Regular and Context-Free Languages Revision Notes for AQA A-Level Computer Science

Regular and Context-Free Languages

Introduction

When designing programming languages or working with pattern matching in text, we need formal ways to describe what is and isn't allowed. There are two main approaches for this: regular languages and context-free languages. Both serve the purpose of defining rules for valid strings of characters, but they differ in complexity and power.

A regular language is any language that can be fully described using regular expressions. Regular expressions are patterns containing character sequences that let you find and match specific text. They're particularly useful for searching through data and validating input. These languages have a direct relationship with finite state machines, meaning every regular expression can be drawn as a state transition diagram.

A context-free language provides a more powerful way to describe language syntax, especially when the structure becomes too complex for regular expressions to handle. These languages use special notation systems like Backus-Naur Form (BNF) or syntax diagrams to define their rules. They're essential for describing programming language syntax where you need to handle nested structures and recursive patterns.

infoNote

The key difference is that regular expressions work well for simple, linear patterns, whilst context-free languages can handle complex, hierarchical structures that regular expressions cannot express. Think of regular expressions as tools for flat patterns, and context-free languages as tools for nested, tree-like structures.

Regular expressions

Regular expressions provide a shorthand method for defining sets of strings. A set is a collection of items where each element appears only once and the order doesn't matter.

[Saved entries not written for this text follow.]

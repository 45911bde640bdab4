//! Connection configuration.

use std::path::{Path, PathBuf};

use serde::{Deserialize, Serialize};

use crate::error::Result;

/// How to open a [`SqliteConnection`](crate::SqliteConnection).
///
/// ```rust
/// use clasq_sqlite::SqliteConfig;
///
/// let config = SqliteConfig::from_json_str(r#"{ "busy_timeout_ms": 500 }"#).unwrap();
/// assert!(config.path.is_none());
/// assert!(config.foreign_keys);
/// ```
#[derive(Debug, Clone, PartialEq, Eq, Serialize, Deserialize)]
#[serde(default)]
pub struct SqliteConfig {
    /// Database file; in-memory when absent.
    pub path: Option<PathBuf>,
    /// How long to wait on a locked database.
    pub busy_timeout_ms: Option<u64>,
    /// Enables `PRAGMA foreign_keys`.
    pub foreign_keys: bool,
    /// Statements run right after opening.
    pub init_sql: Vec<String>,
}

impl Default for SqliteConfig {
    fn default() -> Self {
        Self {
            path: None,
            busy_timeout_ms: None,
            foreign_keys: true,
            init_sql: Vec::new(),
        }
    }
}

impl SqliteConfig {
    /// An in-memory database with default settings.
    #[must_use]
    pub fn in_memory() -> Self {
        Self::default()
    }

    /// A database file with default settings.
    pub fn file(path: impl Into<PathBuf>) -> Self {
        Self {
            path: Some(path.into()),
            ..Self::default()
        }
    }

    /// Parses a JSON configuration.
    ///
    /// # Errors
    ///
    /// Returns [`SqliteError::Config`](crate::SqliteError::Config) for
    /// malformed JSON.
    pub fn from_json_str(json: &str) -> Result<Self> {
        Ok(serde_json::from_str(json)?)
    }

    /// Reads a JSON configuration file.
    ///
    /// # Errors
    ///
    /// Returns [`SqliteError::Io`](crate::SqliteError::Io) when the file
    /// cannot be read and [`SqliteError::Config`](crate::SqliteError::Config)
    /// for malformed JSON.
    pub fn from_json_file(path: impl AsRef<Path>) -> Result<Self> {
        let text = std::fs::read_to_string(path)?;
        Self::from_json_str(&text)
    }
}
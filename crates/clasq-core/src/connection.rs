//! The connection boundary.
//!
//! The core never talks to a database itself. Everything it executes goes
//! through a [`Connection`], which runs a statement with bound parameters and
//! hands back the rows, if any.

use tracing::debug;

use crate::error::{Error, ObjectError, Result};
use crate::query::{ArgValues, QueryData};
use crate::schema::{ColumnBuilder, SqlType, TableBuilder};
use crate::table_data::TableData;
use crate::value::SqlValue;

/// A database connection.
pub trait Connection: Send {
    /// Runs one statement.
    ///
    /// Returns `Some` when the statement produced a result set, even an
    /// empty one, and `None` otherwise.
    ///
    /// # Errors
    ///
    /// Returns [`Error::Driver`] for driver failures.
    fn run(&mut self, stmt: &str, params: &[SqlValue]) -> Result<Option<TableData>>;

    /// Runs one statement for each parameter set, stopping at the first
    /// failure.
    ///
    /// # Errors
    ///
    /// Returns the first failure.
    fn run_many(&mut self, stmt: &str, rows: &[Vec<SqlValue>]) -> Result<Vec<Option<TableData>>> {
        rows.iter().map(|params| self.run(stmt, params)).collect()
    }

    /// Commits the current transaction.
    ///
    /// # Errors
    ///
    /// Returns [`Error::Driver`] for driver failures.
    fn commit(&mut self) -> Result<()>;

    /// Returns the id of the last inserted row.
    ///
    /// # Errors
    ///
    /// Returns [`Error::Driver`] for driver failures.
    fn last_row_id(&mut self) -> Result<i64>;

    /// Reads the table definitions of the connected database.
    ///
    /// # Errors
    ///
    /// The default implementation returns [`ObjectError::NotSpecified`].
    fn table_schemas(&mut self) -> Result<Vec<TableSchema>> {
        Err(ObjectError::NotSpecified(String::from(
            "This connection does not support schema introspection.",
        ))
        .into())
    }
}

impl dyn Connection + '_ {
    /// Runs a compiled statement, resolving its arguments from their defaults.
    ///
    /// # Errors
    ///
    /// Fails on unresolved arguments or driver errors.
    pub fn run_query(&mut self, qd: &QueryData) -> Result<Option<TableData>> {
        let params = qd.params()?;
        debug!(stmt = qd.stmt(), params = params.len(), "running statement");
        self.run(qd.stmt(), &params)
    }

    /// Runs a compiled statement once per set of argument values.
    ///
    /// # Errors
    ///
    /// Fails on unresolved arguments or driver errors.
    pub fn run_query_many(
        &mut self,
        qd: &QueryData,
        rows: &[ArgValues],
    ) -> Result<Vec<Option<TableData>>> {
        let params = qd.calc_params_many(rows, false)?;
        debug!(stmt = qd.stmt(), batch = params.len(), "running statement batch");
        self.run_many(qd.stmt(), &params)
    }

    /// Runs a statement that must produce rows.
    ///
    /// # Errors
    ///
    /// Returns [`Error::NoResults`] if the statement produced none.
    pub fn query(&mut self, qd: &QueryData) -> Result<TableData> {
        self.run_query(qd)?.ok_or(Error::NoResults)
    }

    /// Runs a statement that must not produce rows.
    ///
    /// # Errors
    ///
    /// Returns [`Error::ResultExists`] if the statement produced rows.
    pub fn execute(&mut self, qd: &QueryData) -> Result<()> {
        match self.run_query(qd)? {
            Some(_) => Err(Error::ResultExists),
            None => Ok(()),
        }
    }

    /// Batched [`query`](Self::query).
    ///
    /// # Errors
    ///
    /// Returns [`Error::NoResults`] if any run produced no rows.
    pub fn query_many(&mut self, qd: &QueryData, rows: &[ArgValues]) -> Result<Vec<TableData>> {
        self.run_query_many(qd, rows)?
            .into_iter()
            .map(|res| res.ok_or(Error::NoResults))
            .collect()
    }

    /// Batched [`execute`](Self::execute).
    ///
    /// # Errors
    ///
    /// Returns [`Error::ResultExists`] if any run produced rows.
    pub fn execute_many(&mut self, qd: &QueryData, rows: &[ArgValues]) -> Result<()> {
        if self
            .run_query_many(qd, rows)?
            .iter()
            .any(Option::is_some)
        {
            return Err(Error::ResultExists);
        }
        Ok(())
    }
}

/// A column as reported by schema introspection.
#[derive(Debug, Clone, PartialEq)]
pub struct ColumnSchema {
    /// Column name.
    pub name: String,
    /// Parsed column type.
    pub sql_type: SqlType,
    /// Whether NULL is rejected.
    pub not_null: bool,
    /// Default value, when it is a plain literal.
    pub default: Option<SqlValue>,
    /// Whether the column is part of the primary key.
    pub primary_key: bool,
    /// Whether the column auto-increments.
    pub auto_increment: bool,
}

/// A table as reported by schema introspection.
#[derive(Debug, Clone, PartialEq)]
pub struct TableSchema {
    /// Table name.
    pub name: String,
    /// Columns in definition order.
    pub columns: Vec<ColumnSchema>,
}

impl From<&TableSchema> for TableBuilder {
    fn from(schema: &TableSchema) -> Self {
        let pk: Vec<&str> = schema
            .columns
            .iter()
            .filter(|c| c.primary_key)
            .map(|c| c.name.as_str())
            .collect();
        let composite = pk.len() > 1;

        let mut builder = Self::new(schema.name.as_str());
        for col in &schema.columns {
            let mut column = ColumnBuilder::new(col.name.as_str(), col.sql_type);
            if col.not_null {
                column = column.not_null();
            }
            if let Some(default) = &col.default {
                column = column.default(default);
            }
            if col.primary_key && !composite {
                column = column.primary_key();
            }
            if col.auto_increment {
                column = column.auto_increment();
            }
            builder = builder.column(column);
        }
        if composite {
            builder = builder.primary_key(pk);
        }
        builder
    }
}

#[cfg(test)]
mod tests {
    use super::*;
    use crate::query::Keyword;

    #[derive(Default)]
    struct Scripted {
        statements: Vec<(String, Vec<SqlValue>)>,
        rows: Option<TableData>,
    }

    impl Connection for Scripted {
        fn run(&mut self, stmt: &str, params: &[SqlValue]) -> Result<Option<TableData>> {
            self.statements.push((stmt.to_string(), params.to_vec()));
            Ok(self.rows.clone())
        }

        fn commit(&mut self) -> Result<()> {
            Ok(())
        }

        fn last_row_id(&mut self) -> Result<i64> {
            Ok(0)
        }
    }

    #[test]
    fn test_result_shape_checks() {
        let qd = QueryData::build(Keyword("DELETE FROM t")).unwrap();
        let mut conn = Scripted::default();
        let dyn_conn: &mut dyn Connection = &mut conn;
        assert!(dyn_conn.execute(&qd).is_ok());
        assert!(matches!(dyn_conn.query(&qd), Err(Error::NoResults)));

        let mut conn = Scripted {
            rows: Some(TableData::default()),
            ..Scripted::default()
        };
        let dyn_conn: &mut dyn Connection = &mut conn;
        assert!(matches!(dyn_conn.execute(&qd), Err(Error::ResultExists)));
        assert!(dyn_conn.query(&qd).unwrap().is_empty());
    }

    #[test]
    fn test_run_many_resolves_each_row() {
        let qd = QueryData::build((
            Keyword("DELETE FROM t WHERE id ="),
            crate::query::Arg::new("id"),
        ))
        .unwrap();
        let mut conn = Scripted::default();
        let dyn_conn: &mut dyn Connection = &mut conn;
        let rows = [ArgValues::new().named("id", 1), ArgValues::new().named("id", 2)];
        dyn_conn.execute_many(&qd, &rows).unwrap();
        assert_eq!(
            conn.statements,
            vec![
                (String::from("DELETE FROM t WHERE id = ?"), vec![SqlValue::Int(1)]),
                (String::from("DELETE FROM t WHERE id = ?"), vec![SqlValue::Int(2)]),
            ]
        );
    }

    #[test]
    fn test_introspection_unsupported_by_default() {
        let mut conn = Scripted::default();
        let err = conn.table_schemas().unwrap_err();
        assert!(matches!(err.as_object(), Some(ObjectError::NotSpecified(_))));
    }

    #[test]
    fn test_schema_to_builder() {
        let schema = TableSchema {
            name: String::from("pairs"),
            columns: vec![
                ColumnSchema {
                    name: String::from("a"),
                    sql_type: SqlType::INT,
                    not_null: true,
                    default: None,
                    primary_key: true,
                    auto_increment: false,
                },
                ColumnSchema {
                    name: String::from("b"),
                    sql_type: SqlType::INT,
                    not_null: true,
                    default: Some(SqlValue::Int(0)),
                    primary_key: true,
                    auto_increment: false,
                },
            ],
        };
        let builder = TableBuilder::from(&schema);
        assert_eq!(builder.name(), "pairs");
        assert_eq!(builder.primary_key_names().len(), 2);
        assert!(builder.columns().iter().all(|c| !c.definition().primary_key));
    }
}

Regular expressions use special operators to build patterns that describe which strings belong to a set.

Regular expression operators

When writing regular expressions, you combine characters with special operators that control how the pattern matches. Here are the fundamental operators you need to know:

| (pipe) - Acts as "or", allowing alternatives. For example, a|b|c matches either 'a' or 'b' or 'c'
Concatenation - Writing characters together means they must appear in that sequence. For example, abc only matches the exact string 'abc'
* (asterisk) - Means "zero or more" of the preceding element. For example, a*bc matches 'bc', 'abc', 'aabc', 'aaabc', and so on
+ (plus) - Means "one or more" of the preceding element. For example, a+bc matches 'abc', 'aabc', 'aaabc', but not 'bc'
? (question mark) - Means "zero or one" of the preceding element (optional). For example, ab?c matches both 'ac' and 'abc'
() (parentheses) - Groups elements together so operators apply to the whole group. For example, (a|b)c matches 'ac' or 'bc'

Let's look at a comprehensive table showing how different regular expressions work:

infoNote

Notice how the same operators can combine in different ways to create various patterns. The asterisk operator is particularly powerful because it allows infinite repetition. For instance, a*bc could theoretically match a string with millions of 'a' characters followed by 'bc', though it must always end with 'bc'.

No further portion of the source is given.